Fusion Radiomics Features from Conventional MRI Predict MGMT Promoter Methylation Status in Lower Grade Gliomas

Abstract Purpose The methylation status of the O6-methylguanine-DNA methyltransferase (MGMT) promoter has been proven to be a prognostic and predictive biomarker for lower grade glioma (LGG). This study aims to build a radiomics model to preoperatively predict the MGMT promoter methylation status in LGG. Method 122 pathology-confirmed LGG patients were retrospectively reviewed, with 87 local patients as the training dataset, and 35 from The Cancer Imaging Archive as independent validation. A total of 1702 radiomics features were extracted from three-dimensional contrast-enhanced T1 (3D-CE-T1)-weighted and T2-weighted MRI images, including 14 shape, 18 first order, 75 texture, and 744 wavelet features respectively. The radiomics features were selected with the least absolute shrinkage and selection operator algorithm, and prediction models were constructed with multiple classifiers. Models were evaluated using receiver operating characteristic (ROC). Results Five radiomics prediction models, namely, 3D-CE-T1-weighted single radiomics model, T2-weighted single radiomics model, fusion radiomics model, linear combination radiomics model, and clinical integrated model, were built.
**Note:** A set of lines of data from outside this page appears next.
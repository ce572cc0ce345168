pub mod app_config;
pub mod env_config;
#![allow(dead_code)]

use base64::engine::general_purpose::URL_SAFE_NO_PAD;
use base64::Engine as _;
use bytes::Bytes;
use http_body_util::{BodyExt, Full};
use hyper::body::Incoming;
use hyper::server::conn::http1;
use hyper::service::service_fn;
use hyper::{Request, Response, StatusCode};
use hyper_util::rt::TokioIo;
use p256::ecdsa::signature::Verifier;
use p256::ecdsa::{Signature, SigningKey, VerifyingKey};
use rcgen::CertifiedKey;
use rustls::crypto::ring::default_provider;
use rustls::pki_types::{PrivateKeyDer, PrivatePkcs8KeyDer};
use rustls::ServerConfig;
use std::collections::HashMap;
use std::io::Write;
use std::net::SocketAddr;
use std::sync::atomic::{AtomicUsize, Ordering};
use std::sync::Arc;
use tempfile::NamedTempFile;
use tokio::io::{AsyncRead, AsyncWrite};
use tokio::net::TcpListener;
use tokio_rustls::TlsAcceptor;

pub const PRIVATE_KEY: &str = "c9afa9d845ba75166b5c215767b1d6934e50c3db36e89b127b8a622b120f6721";
pub const ORGANIZATION_ID: &str = "org-stub";
pub const SIGN_PATH: &str = "/public/v1/submit/sign_raw_payload";

pub fn public_key_hex() -> String {
    let secret = hex::decode(PRIVATE_KEY).unwrap();
    let key = SigningKey::from_slice(&secret).unwrap();
    hex::encode(key.verifying_key().to_encoded_point(true).as_bytes())
}

/// Environment with every required variable set.
pub fn credentials(sign_with: &str) -> HashMap<String, String> {
    HashMap::from([
        ("TURNKEY_API_PRIVATE_KEY".to_string(), PRIVATE_KEY.to_string()),
        ("TURNKEY_API_PUBLIC_KEY".to_string(), public_key_hex()),
        ("TURNKEY_ORGANIZATION_ID".to_string(), ORGANIZATION_ID.to_string()),
        ("SIGN_WITH".to_string(), sign_with.to_string()),
    ])
}

/// Counts traffic seen by [`spawn_stub`].
#[derive(Default)]
pub struct StubStats {
    pub connections: AtomicUsize,
    pub requests: AtomicUsize,
    pub connection_close: AtomicUsize,
    pub bad_stamps: AtomicUsize,
}

impl StubStats {
    pub fn connections(&self) -> usize {
        self.connections.load(Ordering::SeqCst)
    }

    pub fn requests(&self) -> usize {
        self.requests.load(Ordering::SeqCst)
    }

    pub fn connection_close(&self) -> usize {
        self.connection_close.load(Ordering::SeqCst)
    }

    pub fn bad_stamps(&self) -> usize {
        self.bad_stamps.load(Ordering::SeqCst)
    }
}

fn verify_stamp(stamp: &str, body: &[u8]) -> bool {
    let check = || -> Option<bool> {
        let decoded = URL_SAFE_NO_PAD.decode(stamp).ok()?;
        let json: serde_json::Value = serde_json::from_slice(&decoded).ok()?;
        let key = hex::decode(json["publicKey"].as_str()?).ok()?;
        let der = hex::decode(json["signature"].as_str()?).ok()?;
        let verifying = VerifyingKey::from_sec1_bytes(&key).ok()?;
        let signature = Signature::from_der(&der).ok()?;
        Some(verifying.verify(body, &signature).is_ok())
    };
    check().unwrap_or(false)
}

async fn handle(
    stats: Arc<StubStats>,
    status: StatusCode,
    req: Request<Incoming>,
) -> Result<Response<Full<Bytes>>, hyper::Error> {
    stats.requests.fetch_add(1, Ordering::SeqCst);
    if req
        .headers()
        .get(hyper::header::CONNECTION)
        .is_some_and(|v| v.as_bytes().eq_ignore_ascii_case(b"close"))
    {
        stats.connection_close.fetch_add(1, Ordering::SeqCst);
    }
    let path = req.uri().path().to_string();
    let stamp = req
        .headers()
        .get("x-stamp")
        .and_then(|v| v.to_str().ok())
        .map(str::to_string);
    let body = req.into_body().collect().await?.to_bytes();

    let stamped = stamp.is_some_and(|s| verify_stamp(&s, &body));
    if !stamped {
        stats.bad_stamps.fetch_add(1, Ordering::SeqCst);
    }

    let (status, text) = if path != SIGN_PATH {
        (StatusCode::NOT_FOUND, "no such route".to_string())
    } else if !stamped {
        (StatusCode::UNAUTHORIZED, "invalid stamp".to_string())
    } else if status != StatusCode::OK {
        (status, "stub failure".to_string())
    } else {
        let n = stats.requests();
        (
            StatusCode::OK,
            format!(r#"{{"activity":{{"id":"act-{n}","status":"ACTIVITY_STATUS_COMPLETED"}}}}"#),
        )
    };

    let mut res = Response::new(Full::new(Bytes::from(text)));
    *res.status_mut() = status;
    Ok(res)
}

async fn serve<S>(stream: S, stats: Arc<StubStats>, status: StatusCode)
where
    S: AsyncRead + AsyncWrite + Unpin + Send + 'static,
{
    let service = service_fn(move |req| handle(stats.clone(), status, req));
    let _ = http1::Builder::new()
        .serve_connection(TokioIo::new(stream), service)
        .await;
}

/// Serves the signing endpoint on 127.0.0.1, answering every valid request
/// with `status`.
pub async fn spawn_stub(status: StatusCode) -> (SocketAddr, Arc<StubStats>) {
    let listener = TcpListener::bind("127.0.0.1:0").await.unwrap();
    let addr = listener.local_addr().unwrap();
    let stats = Arc::new(StubStats::default());

    let server_stats = stats.clone();
    tokio::spawn(async move {
        loop {
            let Ok((stream, _)) = listener.accept().await else {
                break;
            };
            server_stats.connections.fetch_add(1, Ordering::SeqCst);
            tokio::spawn(serve(stream, server_stats.clone(), status));
        }
    });

    (addr, stats)
}

/// A stub behind TLS with a freshly generated self-signed `localhost`
/// certificate.
pub struct TlsStub {
    pub addr: SocketAddr,
    pub stats: Arc<StubStats>,
    /// PEM file holding the stub's certificate, usable as a CA bundle.
    pub ca_file: NamedTempFile,
}

impl TlsStub {
    pub fn base_url(&self) -> String {
        format!("https://localhost:{}", self.addr.port())
    }
}

pub async fn spawn_tls_stub(status: StatusCode) -> TlsStub {
    let CertifiedKey { cert, key_pair } =
        rcgen::generate_simple_self_signed(vec!["localhost".to_string()]).unwrap();

    let mut ca_file = NamedTempFile::new().unwrap();
    ca_file.write_all(cert.pem().as_bytes()).unwrap();
    ca_file.flush().unwrap();

    let key = PrivateKeyDer::Pkcs8(PrivatePkcs8KeyDer::from(key_pair.serialize_der()));
    let server_config = ServerConfig::builder_with_provider(Arc::new(default_provider()))
        .with_safe_default_protocol_versions()
        .unwrap()
        .with_no_client_auth()
        .with_single_cert(vec![cert.der().clone()], key)
        .unwrap();
    let acceptor = TlsAcceptor::from(Arc::new(server_config));

    let listener = TcpListener::bind("127.0.0.1:0").await.unwrap();
    let addr = listener.local_addr().unwrap();
    let stats = Arc::new(StubStats::default());

    let server_stats = stats.clone();
    tokio::spawn(async move {
        loop {
            let Ok((stream, _)) = listener.accept().await else {
                break;
            };
            server_stats.connections.fetch_add(1, Ordering::SeqCst);
            let acceptor = acceptor.clone();
            let conn_stats = server_stats.clone();
            tokio::spawn(async move {
                // Rejected handshakes are expected when the client distrusts us.
                if let Ok(tls) = acceptor.accept(stream).await {
                    serve(tls, conn_stats, status).await;
                }
            });
        }
    });

    TlsStub {
        addr,
        stats,
        ca_file,
    }
}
The fusion radiomics model, which constructed from the concatenation of both series, displayed the best performance, with an accuracy of 0.849 and an area under the curve (AUC) of 0.970 (0.939-1.000) in the training dataset, and an accuracy of 0.886 and an AUC of 0.898 (0.786-1.000) in the validation dataset. Linear combination of single radiomics models and integration of clinical factors did not improve. Conclusions Conventional MRI radiomics models are reliable for predicting the MGMT promoter methylation status in LGG patients. The fusion of radiomics features from different series may increase the prediction performance.